O Rio de Janeiro, que é o termômetro político do país, tem dezenas de milhares de militares das Forças Armadas, mas nenhum praça foi eleito. Se até agora tínhamos um governo sem palavra, que se recusa a reconhecer a quebra de hierarquia materializada pela Lei 13.954/19; se tínhamos a cúpula de oficiais birrentos e mesquinhos, que se recusam a admitir que houve um acordo com o Senado e que, sim, milhares de militares foram excluídos dos benefícios que deveriam ser de todos; se havia uma monumental dificuldade de acesso ao coração do Legislativo; agora, além de tudo isso, haverá um general e um coronel da FAB na Câmara Alta; dois generais e um subtenente indigno de confiança na Câmara Baixa e toda a bancada de deputados biônicos afinados com o atual Presidente. Todos, absolutamente todos eles, aberta ou veladamente, contra qualquer proposta de mudança na reestruturação da carreira.

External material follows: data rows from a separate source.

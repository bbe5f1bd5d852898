//! Broker configuration
//!
//! Read from TOML at root-task start-up:
//!
//! ```toml
//! [registry]
//! max_objects = 4096
//!
//! [spaces]
//! max_spaces = 64
//! max_resources_per_space = 4096
//!
//! [domains]
//! max_domains = 256
//!
//! [cleanup]
//! policy = "cascade_dependents"
//! ```
//!
//! Every section and key is optional. Unknown keys are rejected so that a
//! typo does not silently fall back to a default.

use serde::Deserialize;
use thiserror::Error;

use crate::badge::{MAX_DOMAIN_ID, MAX_OBJECT_ID, MAX_SPACE_ID};
use crate::ledger::CleanupPolicy;
use crate::{DomainId, ObjectId, SpaceId};

#[derive(Debug, Error)]
pub enum ConfigError {
    #[error("Config parse error: {0}")]
    Parse(#[from] toml::de::Error),

    #[error("Invalid config value for {field}: {reason}")]
    Invalid { field: &'static str, reason: String },
}

#[derive(Debug, Clone, PartialEq, Eq, Deserialize)]
#[serde(default, deny_unknown_fields)]
pub struct RegistryConfig {
    /// Default highest object id of a component registry
    pub max_objects: ObjectId,
}

impl Default for RegistryConfig {
    fn default() -> Self {
        Self { max_objects: 4096 }
    }
}

#[derive(Debug, Clone, PartialEq, Eq, Deserialize)]
#[serde(default, deny_unknown_fields)]
pub struct SpaceConfig {
    pub max_spaces: SpaceId,
    pub max_resources_per_space: u32,
}

impl Default for SpaceConfig {
    fn default() -> Self {
        Self {
            max_spaces: 64,
            max_resources_per_space: 4096,
        }
    }
}

#[derive(Debug, Clone, PartialEq, Eq, Deserialize)]
#[serde(default, deny_unknown_fields)]
pub struct DomainConfig {
    pub max_domains: DomainId,
}

impl Default for DomainConfig {
    fn default() -> Self {
        Self { max_domains: 256 }
    }
}

#[derive(Debug, Clone, Default, PartialEq, Eq, Deserialize)]
#[serde(default, deny_unknown_fields)]
pub struct CleanupConfig {
    pub policy: CleanupPolicy,
}

/// Root-task configuration
#[derive(Debug, Clone, Default, PartialEq, Eq, Deserialize)]
#[serde(default, deny_unknown_fields)]
pub struct BrokerConfig {
    pub registry: RegistryConfig,
    pub spaces: SpaceConfig,
    pub domains: DomainConfig,
    pub cleanup: CleanupConfig,
}

impl BrokerConfig {
    /// Parse and validate a TOML document
    pub fn from_toml_str(source: &str) -> Result<Self, ConfigError> {
        let config: BrokerConfig = toml::from_str(source)?;
        config.validate()?;
        Ok(config)
    }

    /// Check every limit against the badge field it ends up in
    pub fn validate(&self) -> Result<(), ConfigError> {
        check_range("registry.max_objects", self.registry.max_objects, MAX_OBJECT_ID)?;
        check_range("spaces.max_spaces", self.spaces.max_spaces, MAX_SPACE_ID)?;
        check_range("domains.max_domains", self.domains.max_domains, MAX_DOMAIN_ID)?;
        if self.spaces.max_resources_per_space == 0 {
            return Err(ConfigError::Invalid {
                field: "spaces.max_resources_per_space",
                reason: "must be at least 1".to_string(),
            });
        }
        Ok(())
    }
}

fn check_range(field: &'static str, value: u32, max: u32) -> Result<(), ConfigError> {
    if value == 0 || value > max {
        return Err(ConfigError::Invalid {
            field,
            reason: format!("{} is outside 1..={}", value, max),
        });
    }
    Ok(())
}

Em 2021, o deputado Glauber Braga surpreendeu a muitos ao colocar os comandantes militares na parede. Numa comissão no Parlamento, questionou os abusos e o tratamento desigual entre militares de mesma graduação pela nova previdência militar, e cobrou o fato de que parcelas significativas da reserva e pensionistas teriam sido traídas pelo governo atual. Em 2022, em outra oportunidade, o mesmo deputado discutiu com um general “bolsonarista” sobre o mesmo tema. Finalmente, apesar do nosso orgulho anfíbio e da nossa crônica síndrome de Estocolmo, um pequeno grupo representando a Família Militar declarou apoio político ao deputado Glauber no Rio de Janeiro.
Uma encruzilhada se aproxima. Até mesmo historicamente as camadas militares subalternas sempre foram mais inclinadas à esquerda política. O atual ordenamento legal discriminatório, que enfraqueceu o vínculo moral entre a base e o topo da hierarquia, criou uma fenda financeira entre militares de mesmo nível hierárquico, inadvertidamente fortalecendo um vácuo ideológico, que sempre foi latente em grande parte da suboficialidade.
O que se apresenta aos milhares de militares descartados pelo governo é a saída pela esquerda, seja por pragmatismo, seja por inclinação política. A extrema-esquerda está estendendo a mão aos órfãos da extrema-direita. Como o sapo orgulhoso da fábula sertaneja podem meramente acenar a quem os reconhece como cidadãos dignos ou permanecer massacrados por suas convicções e preconceitos bovinos.